Collected data
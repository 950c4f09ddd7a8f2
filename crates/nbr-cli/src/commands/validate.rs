use anyhow::Result;
use nbr_core::Diagnostics;
use std::path::Path;

use crate::commands::util::{load_project, print_diagnostics};

pub fn handle(path: &Path) -> Result<()> {
    let project = load_project(path)?;
    let mut diag = Diagnostics::new();
    project.validate_into(&mut diag);

    if diag.has_issues() {
        println!("Project '{}':", project.name);
        print_diagnostics(&diag);
    } else {
        println!(
            "Project '{}' has no issues ({} circuits, {} conduit runs)",
            project.name,
            project.circuit_count(),
            project.conduit_runs().len()
        );
    }
    Ok(())
}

■ HOW TO COMPLETE THIS TASK ■
Output every record above a second time, exactly.

■ ANSWER TO THE EXERCISE ■
repository 950c4f09ddd7a8f2
filename crates/nbr-cli/src/commands/validate.rs
use anyhow::Result;
use nbr_core::Diagnostics;
use std::path::Path;

use crate::commands::util::{load_project, print_diagnostics};

pub fn handle(path: &Path) -> Result<()> {
    let project = load_project(path)?;
    let mut diag = Diagnostics::new();
    project.validate_into(&mut diag);

    if diag.has_issues() {
        println!("Project '{}':", project.name);
        print_diagnostics(&diag);
    } else {
        println!(
            "Project '{}' has no issues ({} circuits, {} conduit runs)",
            project.name,
            project.circuit_count(),
            project.conduit_runs().len()
        );
    }
    Ok(())
}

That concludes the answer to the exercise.